===== Supplied material =====
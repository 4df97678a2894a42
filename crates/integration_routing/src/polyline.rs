//! Encoded polyline codec
//!
//! Implements the Google encoded polyline format at precision 5, which is
//! what OpenRouteService returns for 2D route geometry. Each coordinate is
//! scaled by 1e5, delta-encoded against the previous point, zig-zag encoded
//! and written as little-endian 5-bit groups offset by 63.

use domain::GeoPoint;

use crate::error::RoutingError;

const PRECISION: f64 = 1e5;
const CHUNK_MASK: u64 = 0x1f;
const CONTINUATION: u64 = 0x20;
const ASCII_OFFSET: u8 = 63;

/// Encode a sequence of points as a polyline string
///
/// Coordinates outside the valid latitude/longitude ranges are clamped to
/// them first.
#[must_use]
pub fn encode_polyline(points: &[GeoPoint]) -> String {
    let mut encoded = String::with_capacity(points.len() * 8);
    let (mut prev_lat, mut prev_lng) = (0i64, 0i64);

    for point in points {
        let lat = scale(point.lat(), 90.0);
        let lng = scale(point.lng(), 180.0);

        encode_value(lat - prev_lat, &mut encoded);
        encode_value(lng - prev_lng, &mut encoded);

        prev_lat = lat;
        prev_lng = lng;
    }

    encoded
}

/// Decode a polyline string into points
///
/// # Errors
///
/// Returns `RoutingError::Decode` if the string contains characters outside
/// the polyline alphabet, ends in the middle of a value, or holds an odd
/// number of values.
#[allow(clippy::cast_precision_loss)]
pub fn decode_polyline(encoded: &str) -> Result<Vec<GeoPoint>, RoutingError> {
    let mut bytes = encoded.bytes().peekable();
    let mut points = Vec::new();
    let (mut lat, mut lng) = (0i64, 0i64);

    while bytes.peek().is_some() {
        lat = accumulate(lat, decode_value(&mut bytes)?)?;
        if bytes.peek().is_none() {
            return Err(RoutingError::Decode(
                "polyline ends after a latitude without a longitude".to_string(),
            ));
        }
        lng = accumulate(lng, decode_value(&mut bytes)?)?;

        points.push(GeoPoint::new_unchecked(
            lat as f64 / PRECISION,
            lng as f64 / PRECISION,
        ));
    }

    Ok(points)
}

/// Degrees to fixed point, within `[-limit, limit]`
#[allow(clippy::cast_possible_truncation)]
fn scale(degrees: f64, limit: f64) -> i64 {
    // NaN saturates to 0
    (degrees.clamp(-limit, limit) * PRECISION).round() as i64
}

fn accumulate(total: i64, delta: i64) -> Result<i64, RoutingError> {
    total
        .checked_add(delta)
        .ok_or_else(|| RoutingError::Decode("polyline coordinate overflows".to_string()))
}

#[allow(clippy::cast_sign_loss, clippy::cast_possible_truncation)]
fn encode_value(value: i64, out: &mut String) {
    let mut zigzag = ((value << 1) ^ (value >> 63)) as u64;

    while zigzag >= CONTINUATION {
        out.push(char::from((CONTINUATION | (zigzag & CHUNK_MASK)) as u8 + ASCII_OFFSET));
        zigzag >>= 5;
    }
    out.push(char::from(zigzag as u8 + ASCII_OFFSET));
}

#[allow(clippy::cast_possible_wrap)]
fn decode_value(bytes: &mut impl Iterator<Item = u8>) -> Result<i64, RoutingError> {
    let mut result = 0u64;
    let mut shift = 0u32;

    loop {
        let byte = bytes
            .next()
            .ok_or_else(|| RoutingError::Decode("polyline ends mid-value".to_string()))?;

        if !(ASCII_OFFSET..=ASCII_OFFSET + 63).contains(&byte) {
            return Err(RoutingError::Decode(format!(
                "invalid polyline character {:?}",
                char::from(byte)
            )));
        }
        if shift > 60 {
            return Err(RoutingError::Decode("polyline value overflows".to_string()));
        }

        let chunk = u64::from(byte - ASCII_OFFSET);
        result |= (chunk & CHUNK_MASK) << shift;
        shift += 5;

        if chunk < CONTINUATION {
            break;
        }
    }

    let magnitude = (result >> 1) as i64;
    Ok(if result & 1 == 1 { !magnitude } else { magnitude })
}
=====
Directions: Copy the whole listing out exactly, so that every line matches what is above.

Written solution:
repository 4df97678a2894a42
filename crates/integration_routing/src/polyline.rs
//! Encoded polyline codec
//!
//! Implements the Google encoded polyline format at precision 5, which is
//! what OpenRouteService returns for 2D route geometry. Each coordinate is
//! scaled by 1e5, delta-encoded against the previous point, zig-zag encoded
//! and written as little-endian 5-bit groups offset by 63.

use domain::GeoPoint;

use crate::error::RoutingError;

const PRECISION: f64 = 1e5;
const CHUNK_MASK: u64 = 0x1f;
const CONTINUATION: u64 = 0x20;
const ASCII_OFFSET: u8 = 63;

/// Encode a sequence of points as a polyline string
///
/// Coordinates outside the valid latitude/longitude ranges are clamped to
/// them first.
#[must_use]
pub fn encode_polyline(points: &[GeoPoint]) -> String {
    let mut encoded = String::with_capacity(points.len() * 8);
    let (mut prev_lat, mut prev_lng) = (0i64, 0i64);

    for point in points {
        let lat = scale(point.lat(), 90.0);
        let lng = scale(point.lng(), 180.0);

        encode_value(lat - prev_lat, &mut encoded);
        encode_value(lng - prev_lng, &mut encoded);

        prev_lat = lat;
        prev_lng = lng;
    }

    encoded
}

/// Decode a polyline string into points
///
/// # Errors
///
/// Returns `RoutingError::Decode` if the string contains characters outside
/// the polyline alphabet, ends in the middle of a value, or holds an odd
/// number of values.
#[allow(clippy::cast_precision_loss)]
pub fn decode_polyline(encoded: &str) -> Result<Vec<GeoPoint>, RoutingError> {
    let mut bytes = encoded.bytes().peekable();
    let mut points = Vec::new();
    let (mut lat, mut lng) = (0i64, 0i64);

    while bytes.peek().is_some() {
        lat = accumulate(lat, decode_value(&mut bytes)?)?;
        if bytes.peek().is_none() {
            return Err(RoutingError::Decode(
                "polyline ends after a latitude without a longitude".to_string(),
            ));
        }
        lng = accumulate(lng, decode_value(&mut bytes)?)?;

        points.push(GeoPoint::new_unchecked(
            lat as f64 / PRECISION,
            lng as f64 / PRECISION,
        ));
    }

    Ok(points)
}

/// Degrees to fixed point, within `[-limit, limit]`
#[allow(clippy::cast_possible_truncation)]
fn scale(degrees: f64, limit: f64) -> i64 {
    // NaN saturates to 0
    (degrees.clamp(-limit, limit) * PRECISION).round() as i64
}

fn accumulate(total: i64, delta: i64) -> Result<i64, RoutingError> {
    total
        .checked_add(delta)
        .ok_or_else(|| RoutingError::Decode("polyline coordinate overflows".to_string()))
}

#[allow(clippy::cast_sign_loss, clippy::cast_possible_truncation)]
fn encode_value(value: i64, out: &mut String) {
    let mut zigzag = ((value << 1) ^ (value >> 63)) as u64;

    while zigzag >= CONTINUATION {
        out.push(char::from((CONTINUATION | (zigzag & CHUNK_MASK)) as u8 + ASCII_OFFSET));
        zigzag >>= 5;
    }
    out.push(char::from(zigzag as u8 + ASCII_OFFSET));
}

#[allow(clippy::cast_possible_wrap)]
fn decode_value(bytes: &mut impl Iterator<Item = u8>) -> Result<i64, RoutingError> {
    let mut result = 0u64;
    let mut shift = 0u32;

    loop {
        let byte = bytes
            .next()
            .ok_or_else(|| RoutingError::Decode("polyline ends mid-value".to_string()))?;

        if !(ASCII_OFFSET..=ASCII_OFFSET + 63).contains(&byte) {
            return Err(RoutingError::Decode(format!(
                "invalid polyline character {:?}",
                char::from(byte)
            )));
        }
        if shift > 60 {
            return Err(RoutingError::Decode("polyline value overflows".to_string()));
        }

        let chunk = u64::from(byte - ASCII_OFFSET);
        result |= (chunk & CHUNK_MASK) << shift;
        shift += 5;

        if chunk < CONTINUATION {
            break;
        }
    }

    let magnitude = (result >> 1) as i64;
    Ok(if result & 1 == 1 { !magnitude } else { magnitude })
}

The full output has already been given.